=== Begin Enclosure ===
//! Advisory ban category heuristics.
//!
//! Two independent suggestions are offered to administrators:
//!
//! - a keyword dictionary maps a free-text reason to a category
//! - the number of prior bans maps to an escalated category
//!
//! Neither gates the state machine. An explicit category from the
//! administrator always wins over both.

use serde::Serialize;
use vigil_types::{BanCategory, config::EscalationThresholds};

/// Reason keywords and the category each implies.
const REASON_KEYWORDS: &[(&str, BanCategory)] = &[
    ("spam", BanCategory::Normal),
    ("advertising", BanCategory::Normal),
    ("flood", BanCategory::Normal),
    ("flooding", BanCategory::Normal),
    ("off-topic", BanCategory::Normal),
    ("inappropriate", BanCategory::Medium),
    ("bot", BanCategory::Medium),
    ("trolling", BanCategory::Medium),
    ("impersonation", BanCategory::Medium),
    ("harassment", BanCategory::Danger),
    ("scam", BanCategory::Danger),
    ("fraud", BanCategory::Danger),
    ("phishing", BanCategory::Danger),
    ("threat", BanCategory::Danger),
    ("threats", BanCategory::Danger),
    ("hate", BanCategory::Severe),
    ("illegal", BanCategory::Severe),
    ("abuse", BanCategory::Severe),
    ("doxxing", BanCategory::Severe),
    ("violence", BanCategory::Severe),
];

/// Maps a free-text reason to a category by keyword.
///
/// When several keywords match, the most severe category wins. Returns
/// `None` when no keyword matches.
#[must_use]
pub fn suggest_category(reason: &str) -> Option<BanCategory> {
    let lowered = reason.to_lowercase();
    lowered
        .split(|c: char| !(c.is_alphanumeric() || c == '-'))
        .filter(|word| !word.is_empty())
        .filter_map(|word| {
            REASON_KEYWORDS.iter().find(|(keyword, _)| *keyword == word).map(|(_, c)| *c)
        })
        .max()
}

/// Suggests an escalated category from the number of prior bans.
#[must_use]
pub fn suggest_escalation(prior_bans: usize, thresholds: &EscalationThresholds) -> Option<BanCategory> {
    if prior_bans >= thresholds.severe_after {
        Some(BanCategory::Severe)
    } else if prior_bans >= thresholds.danger_after {
        Some(BanCategory::Danger)
    } else if prior_bans >= thresholds.medium_after {
        Some(BanCategory::Medium)
    } else {
        None
    }
}

/// Advisory output for an administrator about to ban.
#[derive(Debug, Clone, Copy, PartialEq, Eq, Serialize)]
pub struct BanAdvice {
    /// Category implied by the reason text.
    pub from_reason: Option<BanCategory>,
    /// Category implied by the ban history.
    pub from_history: Option<BanCategory>,
    /// Fresh bans already in the visitor's history.
    pub prior_bans: usize,
}

impl BanAdvice {
    /// Computes both suggestions.
    #[must_use]
    pub fn new(reason: &str, prior_bans: usize, thresholds: &EscalationThresholds) -> Self {
        Self {
            from_reason: suggest_category(reason),
            from_history: suggest_escalation(prior_bans, thresholds),
            prior_bans,
        }
    }

    /// The more severe of the two suggestions.
    #[must_use]
    pub fn recommended(&self) -> Option<BanCategory> {
        self.from_reason.max(self.from_history)
    }
}

/// Resolves the category to ban under: explicit input, else the reason
/// suggestion, else `normal`.
#[must_use]
pub fn effective_category(explicit: Option<BanCategory>, reason: &str) -> BanCategory {
    explicit.or_else(|| suggest_category(reason)).unwrap_or(BanCategory::Normal)
}
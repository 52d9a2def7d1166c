//! Core type definitions for Vigil.
//!
//! - Identifier types (`VisitorId`, `AppealId`)
//! - Visitor records with access status and visit accounting
//! - Ban categories, category history and ban records
//! - Device fingerprints and their digests

use std::{collections::BTreeSet, fmt, str::FromStr};

use chrono::{DateTime, Utc};
use serde::{Deserialize, Serialize};
use uuid::Uuid;

use crate::validation::ValidationError;

// ============================================================================
// Identifier Types
// ============================================================================

/// Generates a newtype wrapper around a UUID for type-safe identifiers.
///
/// Each generated type provides:
/// - Standard derives: Debug, Clone, Copy, PartialEq, Eq, Hash, PartialOrd, Ord
/// - Serde with `#[serde(transparent)]` for wire format compatibility
/// - `From<Uuid>` and `Into<Uuid>` conversions
/// - `Display` as the hyphenated UUID (ids travel through URLs and storage)
/// - `FromStr` accepting any syntactically valid UUID
macro_rules! define_id {
    (
        $(#[$meta:meta])*
        $name:ident
    ) => {
        $(#[$meta])*
        #[derive(
            Debug, Clone, Copy, PartialEq, Eq, Hash, PartialOrd, Ord,
            Serialize, Deserialize,
        )]
        #[serde(transparent)]
        pub struct $name(Uuid);

        impl $name {
            /// Creates an identifier from a raw UUID.
            #[inline]
            pub const fn new(value: Uuid) -> Self {
                Self(value)
            }

            /// Mints a fresh random (v4) identifier.
            #[must_use]
            pub fn generate() -> Self {
                Self(Uuid::new_v4())
            }

            /// Returns the raw UUID.
            #[inline]
            pub const fn value(self) -> Uuid {
                self.0
            }
        }

        impl From<Uuid> for $name {
            #[inline]
            fn from(value: Uuid) -> Self {
                Self(value)
            }
        }

        impl From<$name> for Uuid {
            #[inline]
            fn from(id: $name) -> Self {
                id.0
            }
        }

        impl fmt::Display for $name {
            fn fmt(&self, f: &mut fmt::Formatter<'_>) -> fmt::Result {
                fmt::Display::fmt(&self.0.hyphenated(), f)
            }
        }

        impl FromStr for $name {
            type Err = uuid::Error;

            fn from_str(s: &str) -> std::result::Result<Self, Self::Err> {
                Uuid::parse_str(s.trim()).map(Self)
            }
        }
    };
}

define_id!(
    /// Canonical identifier of a visitor.
    ///
    /// Persistent ids are random v4 UUIDs. Session-only ids minted while the
    /// store is unreachable use UUID version 8 so they can be recognised and
    /// are never merged into another visitor's alternate ids.
    VisitorId
);

define_id!(
    /// Identifier of an appeal record.
    AppealId
);

impl VisitorId {
    /// Mints a session-only identifier that is never persisted.
    #[must_use]
    pub fn ephemeral() -> Self {
        let bytes = Uuid::new_v4().into_bytes();
        Self(uuid::Builder::from_custom_bytes(bytes).into_uuid())
    }

    /// Returns true if this id was minted by [`VisitorId::ephemeral`].
    #[must_use]
    pub fn is_ephemeral(self) -> bool {
        self.0.get_version() == Some(uuid::Version::Custom)
    }
}

/// Identifier of the administrator performing an action.
pub type AdminId = String;

// ============================================================================
// Access status
// ============================================================================

/// Binary access status of a visitor.
#[derive(Debug, Clone, Copy, PartialEq, Eq, Hash, Serialize, Deserialize)]
#[serde(rename_all = "snake_case")]
pub enum VisitorStatus {
    /// Visitor may use the site.
    Active,
    /// Visitor is redirected to the ban notice.
    Banned,
}

impl VisitorStatus {
    /// Returns a stable lowercase label.
    #[must_use]
    pub const fn as_str(self) -> &'static str {
        match self {
            Self::Active => "active",
            Self::Banned => "banned",
        }
    }
}

impl fmt::Display for VisitorStatus {
    fn fmt(&self, f: &mut fmt::Formatter<'_>) -> fmt::Result {
        f.write_str(self.as_str())
    }
}

/// Severity classification attached to an active ban.
///
/// Variants are declared in ascending severity so the derived ordering can be
/// used to compare categories.
#[derive(Debug, Clone, Copy, PartialEq, Eq, Hash, PartialOrd, Ord, Serialize, Deserialize)]
#[serde(rename_all = "snake_case")]
pub enum BanCategory {
    /// Minor violation.
    Normal,
    /// Repeated or moderate violation.
    Medium,
    /// Harmful behaviour.
    Danger,
    /// Illegal or egregious behaviour.
    Severe,
}

impl BanCategory {
    /// All categories in ascending severity.
    pub const ALL: [Self; 4] = [Self::Normal, Self::Medium, Self::Danger, Self::Severe];

    /// Returns a stable lowercase label.
    #[must_use]
    pub const fn as_str(self) -> &'static str {
        match self {
            Self::Normal => "normal",
            Self::Medium => "medium",
            Self::Danger => "danger",
            Self::Severe => "severe",
        }
    }
}

impl fmt::Display for BanCategory {
    fn fmt(&self, f: &mut fmt::Formatter<'_>) -> fmt::Result {
        f.write_str(self.as_str())
    }
}

impl FromStr for BanCategory {
    type Err = ValidationError;

    fn from_str(s: &str) -> Result<Self, Self::Err> {
        match s.trim().to_ascii_lowercase().as_str() {
            "normal" => Ok(Self::Normal),
            "medium" => Ok(Self::Medium),
            "danger" => Ok(Self::Danger),
            "severe" => Ok(Self::Severe),
            other => Err(ValidationError {
                field: "category".to_string(),
                constraint: format!(
                    "unknown category {other:?}; expected one of normal, medium, danger, severe"
                ),
            }),
        }
    }
}

/// What produced a category history entry.
#[derive(Debug, Clone, Copy, PartialEq, Eq, Serialize, Deserialize)]
#[serde(rename_all = "snake_case")]
pub enum CategoryChangeKind {
    /// A fresh ban of an active visitor.
    Ban,
    /// A category change while the visitor stayed banned.
    Recategorize,
}

/// One entry of a visitor's append-only category history.
#[derive(Debug, Clone, PartialEq, Eq, Serialize, Deserialize)]
pub struct BanCategoryHistoryEntry {
    /// What produced the entry.
    pub kind: CategoryChangeKind,
    /// Category in effect after the change.
    pub category: BanCategory,
    /// Category before the change (`None` for a fresh ban).
    pub previous_category: Option<BanCategory>,
    /// Reason given by the administrator.
    pub reason: String,
    /// Administrator who made the change.
    pub admin_id: AdminId,
    /// When the change was committed.
    pub timestamp: DateTime<Utc>,
}

// ============================================================================
// Fingerprints
// ============================================================================

/// Device and browser characteristics reported by a client.
///
/// Used for identity correlation only. Two distinct devices may produce the
/// same fingerprint.
#[derive(Debug, Clone, Default, PartialEq, Eq, Serialize, Deserialize)]
pub struct DeviceFingerprint {
    /// Browser user agent string.
    #[serde(default)]
    pub user_agent: String,
    /// Preferred language tag (e.g., `en-US`).
    #[serde(default)]
    pub language: String,
    /// Platform identifier (e.g., `MacIntel`).
    #[serde(default)]
    pub platform: String,
    /// Screen dimensions as `WIDTHxHEIGHT`.
    #[serde(default)]
    pub screen: String,
    /// IANA timezone name.
    #[serde(default)]
    pub timezone: String,
    /// Logical processor count reported by the browser.
    #[serde(default)]
    pub hardware_concurrency: u32,
    /// Screen colour depth in bits.
    #[serde(default)]
    pub color_depth: u32,
    /// Whether the device reports touch support.
    #[serde(default)]
    pub touch_support: bool,
    /// Digest of a canvas rendering, if the client computed one.
    #[serde(default)]
    pub canvas_hash: Option<String>,
    /// Client-held signal (e.g., a value kept in local storage), if any.
    ///
    /// Only folded into the digest under `MergePolicy::HashAndClientSignal`.
    #[serde(default)]
    pub client_signal: Option<String>,
}

/// Hex-encoded digest of a [`DeviceFingerprint`].
#[derive(Debug, Clone, PartialEq, Eq, Hash, PartialOrd, Ord, Serialize, Deserialize)]
#[serde(transparent)]
pub struct FingerprintHash(String);

impl FingerprintHash {
    /// Wraps an already computed digest.
    pub fn new(value: impl Into<String>) -> Self {
        Self(value.into())
    }

    /// Returns the digest as a string slice.
    #[must_use]
    pub fn as_str(&self) -> &str {
        &self.0
    }
}

impl fmt::Display for FingerprintHash {
    fn fmt(&self, f: &mut fmt::Formatter<'_>) -> fmt::Result {
        f.write_str(&self.0)
    }
}

// ============================================================================
// Visitor
// ============================================================================

/// Durable record of a visitor's identity, access status and visit statistics.
///
/// Invariants maintained by the access policy engine:
/// - `status == Banned` implies `ban_reason`, `ban_timestamp` and `ban_category` are set
/// - `status == Active` implies `ban_reason`, `ban_timestamp` and `ban_category` are cleared
/// - `ban_category_history` only grows
#[derive(Debug, Clone, PartialEq, Eq, Serialize, Deserialize)]
pub struct Visitor {
    /// Canonical id, immutable once assigned.
    pub id: VisitorId,
    /// Digest of the device fingerprint seen at first contact.
    pub fingerprint_hash: FingerprintHash,
    /// Ids merged into this canonical identity.
    #[serde(default)]
    pub alternate_ids: BTreeSet<VisitorId>,
    /// Current access status.
    pub status: VisitorStatus,
    /// Category of the active ban.
    #[serde(default)]
    pub ban_category: Option<BanCategory>,
    /// Reason of the active ban.
    #[serde(default)]
    pub ban_reason: Option<String>,
    /// When the active ban was committed.
    #[serde(default)]
    pub ban_timestamp: Option<DateTime<Utc>>,
    /// When the most recent unban was committed.
    #[serde(default)]
    pub unban_timestamp: Option<DateTime<Utc>>,
    /// Append-only category log.
    #[serde(default)]
    pub ban_category_history: Vec<BanCategoryHistoryEntry>,
    /// Number of recorded visits.
    pub visit_count: u64,
    /// First recorded visit.
    pub first_visit: DateTime<Utc>,
    /// Most recent recorded visit.
    pub last_visit: DateTime<Utc>,
    /// Administrator-authored notes, independent of ban state.
    #[serde(default)]
    pub admin_notes: Option<String>,
}

impl Visitor {
    /// Creates an active visitor on first contact with one recorded visit.
    #[must_use]
    pub fn first_contact(id: VisitorId, fingerprint_hash: FingerprintHash, now: DateTime<Utc>) -> Self {
        Self {
            id,
            fingerprint_hash,
            alternate_ids: BTreeSet::new(),
            status: VisitorStatus::Active,
            ban_category: None,
            ban_reason: None,
            ban_timestamp: None,
            unban_timestamp: None,
            ban_category_history: Vec::new(),
            visit_count: 1,
            first_visit: now,
            last_visit: now,
            admin_notes: None,
        }
    }

    /// Returns true if the visitor is currently banned.
    #[must_use]
    pub fn is_banned(&self) -> bool {
        self.status == VisitorStatus::Banned
    }

    /// Records one visit. `last_visit` never moves backwards.
    pub fn record_visit(&mut self, now: DateTime<Utc>) {
        self.visit_count = self.visit_count.saturating_add(1);
        if now > self.last_visit {
            self.last_visit = now;
        }
    }

    /// Merges `alternate` into this identity.
    ///
    /// Returns false when the id is this visitor's own id, is ephemeral, or is
    /// already present.
    pub fn merge_alternate_id(&mut self, alternate: VisitorId) -> bool {
        if alternate == self.id || alternate.is_ephemeral() {
            return false;
        }
        self.alternate_ids.insert(alternate)
    }

    /// Number of fresh bans recorded in the category history.
    #[must_use]
    pub fn prior_ban_count(&self) -> usize {
        self.ban_category_history
            .iter()
            .filter(|entry| entry.kind == CategoryChangeKind::Ban)
            .count()
    }

    /// Checks the status/ban-field invariant.
    #[must_use]
    pub fn is_status_consistent(&self) -> bool {
        match self.status {
            VisitorStatus::Banned => {
                self.ban_reason.is_some()
                    && self.ban_timestamp.is_some()
                    && self.ban_category.is_some()
            },
            VisitorStatus::Active => {
                self.ban_reason.is_none()
                    && self.ban_timestamp.is_none()
                    && self.ban_category.is_none()
            },
        }
    }
}

// ============================================================================
// Ban records
// ============================================================================

/// Audit-oriented projection of a ban, keyed by visitor id.
///
/// At most one record per visitor has `is_active == true`. Records are never
/// deleted on unban; `is_active` flips to false and the lift is stamped.
#[derive(Debug, Clone, PartialEq, Eq, Serialize, Deserialize)]
pub struct BanRecord {
    /// Banned visitor.
    pub visitor_id: VisitorId,
    /// Reason given by the administrator.
    pub reason: String,
    /// Free-text detail when the reason is not a preset.
    #[serde(default)]
    pub custom_reason: Option<String>,
    /// Category at the time of the ban (updated on recategorize).
    pub category: BanCategory,
    /// Administrator who issued the ban.
    pub admin_id: AdminId,
    /// When the ban was committed.
    pub timestamp: DateTime<Utc>,
    /// Whether this ban is currently in effect.
    pub is_active: bool,
    /// When the ban was lifted.
    #[serde(default)]
    pub lifted_at: Option<DateTime<Utc>>,
    /// Administrator who lifted the ban.
    #[serde(default)]
    pub lifted_by: Option<AdminId>,
}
=== End Enclosure ===
From the top of the material above, please transcribe each line exactly. Include the line with "const REASON_KEYWORDS: &[(&str, BanCategory)]" and end there.

Solution to this task:
//! Advisory ban category heuristics.
//!
//! Two independent suggestions are offered to administrators:
//!
//! - a keyword dictionary maps a free-text reason to a category
//! - the number of prior bans maps to an escalated category
//!
//! Neither gates the state machine. An explicit category from the
//! administrator always wins over both.

use serde::Serialize;
use vigil_types::{BanCategory, config::EscalationThresholds};

/// Reason keywords and the category each implies.
const REASON_KEYWORDS: &[(&str, BanCategory)] = &[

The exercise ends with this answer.